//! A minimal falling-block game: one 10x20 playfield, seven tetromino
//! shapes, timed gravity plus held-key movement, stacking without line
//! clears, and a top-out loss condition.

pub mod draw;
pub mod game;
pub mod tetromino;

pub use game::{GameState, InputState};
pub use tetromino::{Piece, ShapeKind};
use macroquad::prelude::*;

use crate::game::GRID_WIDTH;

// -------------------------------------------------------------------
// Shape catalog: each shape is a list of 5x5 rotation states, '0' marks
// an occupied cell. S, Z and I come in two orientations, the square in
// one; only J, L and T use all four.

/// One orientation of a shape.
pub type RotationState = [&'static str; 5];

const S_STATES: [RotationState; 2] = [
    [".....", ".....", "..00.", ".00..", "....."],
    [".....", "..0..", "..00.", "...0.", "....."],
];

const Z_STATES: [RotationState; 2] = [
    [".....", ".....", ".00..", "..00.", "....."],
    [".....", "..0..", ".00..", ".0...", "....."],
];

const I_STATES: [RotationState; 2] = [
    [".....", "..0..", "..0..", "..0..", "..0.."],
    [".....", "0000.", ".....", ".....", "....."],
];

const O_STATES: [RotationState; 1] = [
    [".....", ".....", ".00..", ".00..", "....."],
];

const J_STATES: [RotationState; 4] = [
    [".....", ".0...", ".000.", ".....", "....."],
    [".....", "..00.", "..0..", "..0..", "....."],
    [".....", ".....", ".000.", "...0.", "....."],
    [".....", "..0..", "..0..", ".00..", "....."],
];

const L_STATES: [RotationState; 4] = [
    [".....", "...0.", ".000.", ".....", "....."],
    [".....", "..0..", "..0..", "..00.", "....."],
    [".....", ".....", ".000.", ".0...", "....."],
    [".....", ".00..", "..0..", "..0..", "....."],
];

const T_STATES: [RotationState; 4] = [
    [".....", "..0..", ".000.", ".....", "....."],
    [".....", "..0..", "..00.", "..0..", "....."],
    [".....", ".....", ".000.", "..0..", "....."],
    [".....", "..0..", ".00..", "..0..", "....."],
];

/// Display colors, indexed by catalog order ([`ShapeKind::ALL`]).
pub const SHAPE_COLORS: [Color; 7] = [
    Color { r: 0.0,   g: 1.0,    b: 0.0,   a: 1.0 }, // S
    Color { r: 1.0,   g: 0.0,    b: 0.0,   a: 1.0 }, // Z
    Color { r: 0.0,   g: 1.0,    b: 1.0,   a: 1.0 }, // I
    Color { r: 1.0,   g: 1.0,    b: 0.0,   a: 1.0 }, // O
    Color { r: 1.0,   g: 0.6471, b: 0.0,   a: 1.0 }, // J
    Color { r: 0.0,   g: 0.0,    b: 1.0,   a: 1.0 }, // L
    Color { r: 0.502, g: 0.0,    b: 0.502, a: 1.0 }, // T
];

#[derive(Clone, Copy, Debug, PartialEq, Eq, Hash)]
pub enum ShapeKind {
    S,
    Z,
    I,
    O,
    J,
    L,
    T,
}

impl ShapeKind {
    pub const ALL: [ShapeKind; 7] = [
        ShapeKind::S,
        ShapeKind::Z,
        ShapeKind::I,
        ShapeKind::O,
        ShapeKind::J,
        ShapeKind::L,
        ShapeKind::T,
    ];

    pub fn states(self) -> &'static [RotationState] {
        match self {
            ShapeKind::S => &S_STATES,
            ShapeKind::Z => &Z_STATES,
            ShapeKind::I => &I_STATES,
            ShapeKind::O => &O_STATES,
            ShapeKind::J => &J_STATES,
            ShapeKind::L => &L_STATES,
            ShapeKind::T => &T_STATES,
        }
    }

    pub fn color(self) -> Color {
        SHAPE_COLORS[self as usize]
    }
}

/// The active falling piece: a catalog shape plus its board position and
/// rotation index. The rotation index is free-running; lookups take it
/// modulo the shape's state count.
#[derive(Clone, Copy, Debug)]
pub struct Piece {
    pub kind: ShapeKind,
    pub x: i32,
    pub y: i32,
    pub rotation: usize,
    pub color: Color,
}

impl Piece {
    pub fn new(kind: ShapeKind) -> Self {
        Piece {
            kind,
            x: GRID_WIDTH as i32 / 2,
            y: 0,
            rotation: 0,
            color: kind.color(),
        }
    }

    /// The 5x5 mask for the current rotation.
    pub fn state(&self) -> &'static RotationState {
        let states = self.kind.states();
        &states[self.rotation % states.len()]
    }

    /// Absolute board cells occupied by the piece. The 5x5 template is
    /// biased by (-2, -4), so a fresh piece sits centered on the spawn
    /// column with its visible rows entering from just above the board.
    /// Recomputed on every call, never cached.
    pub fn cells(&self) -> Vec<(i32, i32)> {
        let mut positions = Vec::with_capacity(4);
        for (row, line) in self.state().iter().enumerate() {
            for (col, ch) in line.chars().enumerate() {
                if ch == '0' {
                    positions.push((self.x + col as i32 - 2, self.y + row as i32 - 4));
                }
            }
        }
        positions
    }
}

------------------------

» Task prompt
Return the whole listing above verbatim.

» Exercise response
//! A minimal falling-block game: one 10x20 playfield, seven tetromino
//! shapes, timed gravity plus held-key movement, stacking without line
//! clears, and a top-out loss condition.

pub mod draw;
pub mod game;
pub mod tetromino;

pub use game::{GameState, InputState};
pub use tetromino::{Piece, ShapeKind};
use macroquad::prelude::*;

use crate::game::GRID_WIDTH;

// -------------------------------------------------------------------
// Shape catalog: each shape is a list of 5x5 rotation states, '0' marks
// an occupied cell. S, Z and I come in two orientations, the square in
// one; only J, L and T use all four.

/// One orientation of a shape.
pub type RotationState = [&'static str; 5];

const S_STATES: [RotationState; 2] = [
    [".....", ".....", "..00.", ".00..", "....."],
    [".....", "..0..", "..00.", "...0.", "....."],
];

const Z_STATES: [RotationState; 2] = [
    [".....", ".....", ".00..", "..00.", "....."],
    [".....", "..0..", ".00..", ".0...", "....."],
];

const I_STATES: [RotationState; 2] = [
    [".....", "..0..", "..0..", "..0..", "..0.."],
    [".....", "0000.", ".....", ".....", "....."],
];

const O_STATES: [RotationState; 1] = [
    [".....", ".....", ".00..", ".00..", "....."],
];

const J_STATES: [RotationState; 4] = [
    [".....", ".0...", ".000.", ".....", "....."],
    [".....", "..00.", "..0..", "..0..", "....."],
    [".....", ".....", ".000.", "...0.", "....."],
    [".....", "..0..", "..0..", ".00..", "....."],
];

const L_STATES: [RotationState; 4] = [
    [".....", "...0.", ".000.", ".....", "....."],
    [".....", "..0..", "..0..", "..00.", "....."],
    [".....", ".....", ".000.", ".0...", "....."],
    [".....", ".00..", "..0..", "..0..", "....."],
];

const T_STATES: [RotationState; 4] = [
    [".....", "..0..", ".000.", ".....", "....."],
    [".....", "..0..", "..00.", "..0..", "....."],
    [".....", ".....", ".000.", "..0..", "....."],
    [".....", "..0..", ".00..", "..0..", "....."],
];

/// Display colors, indexed by catalog order ([`ShapeKind::ALL`]).
pub const SHAPE_COLORS: [Color; 7] = [
    Color { r: 0.0,   g: 1.0,    b: 0.0,   a: 1.0 }, // S
    Color { r: 1.0,   g: 0.0,    b: 0.0,   a: 1.0 }, // Z
    Color { r: 0.0,   g: 1.0,    b: 1.0,   a: 1.0 }, // I
    Color { r: 1.0,   g: 1.0,    b: 0.0,   a: 1.0 }, // O
    Color { r: 1.0,   g: 0.6471, b: 0.0,   a: 1.0 }, // J
    Color { r: 0.0,   g: 0.0,    b: 1.0,   a: 1.0 }, // L
    Color { r: 0.502, g: 0.0,    b: 0.502, a: 1.0 }, // T
];

#[derive(Clone, Copy, Debug, PartialEq, Eq, Hash)]
pub enum ShapeKind {
    S,
    Z,
    I,
    O,
    J,
    L,
    T,
}

impl ShapeKind {
    pub const ALL: [ShapeKind; 7] = [
        ShapeKind::S,
        ShapeKind::Z,
        ShapeKind::I,
        ShapeKind::O,
        ShapeKind::J,
        ShapeKind::L,
        ShapeKind::T,
    ];

    pub fn states(self) -> &'static [RotationState] {
        match self {
            ShapeKind::S => &S_STATES,
            ShapeKind::Z => &Z_STATES,
            ShapeKind::I => &I_STATES,
            ShapeKind::O => &O_STATES,
            ShapeKind::J => &J_STATES,
            ShapeKind::L => &L_STATES,
            ShapeKind::T => &T_STATES,
        }
    }

    pub fn color(self) -> Color {
        SHAPE_COLORS[self as usize]
    }
}

/// The active falling piece: a catalog shape plus its board position and
/// rotation index. The rotation index is free-running; lookups take it
/// modulo the shape's state count.
#[derive(Clone, Copy, Debug)]
pub struct Piece {
    pub kind: ShapeKind,
    pub x: i32,
    pub y: i32,
    pub rotation: usize,
    pub color: Color,
}

impl Piece {
    pub fn new(kind: ShapeKind) -> Self {
        Piece {
            kind,
            x: GRID_WIDTH as i32 / 2,
            y: 0,
            rotation: 0,
            color: kind.color(),
        }
    }

    /// The 5x5 mask for the current rotation.
    pub fn state(&self) -> &'static RotationState {
        let states = self.kind.states();
        &states[self.rotation % states.len()]
    }

    /// Absolute board cells occupied by the piece. The 5x5 template is
    /// biased by (-2, -4), so a fresh piece sits centered on the spawn
    /// column with its visible rows entering from just above the board.
    /// Recomputed on every call, never cached.
    pub fn cells(&self) -> Vec<(i32, i32)> {
        let mut positions = Vec::with_capacity(4);
        for (row, line) in self.state().iter().enumerate() {
            for (col, ch) in line.chars().enumerate() {
                if ch == '0' {
                    positions.push((self.x + col as i32 - 2, self.y + row as i32 - 4));
                }
            }
        }
        positions
    }
}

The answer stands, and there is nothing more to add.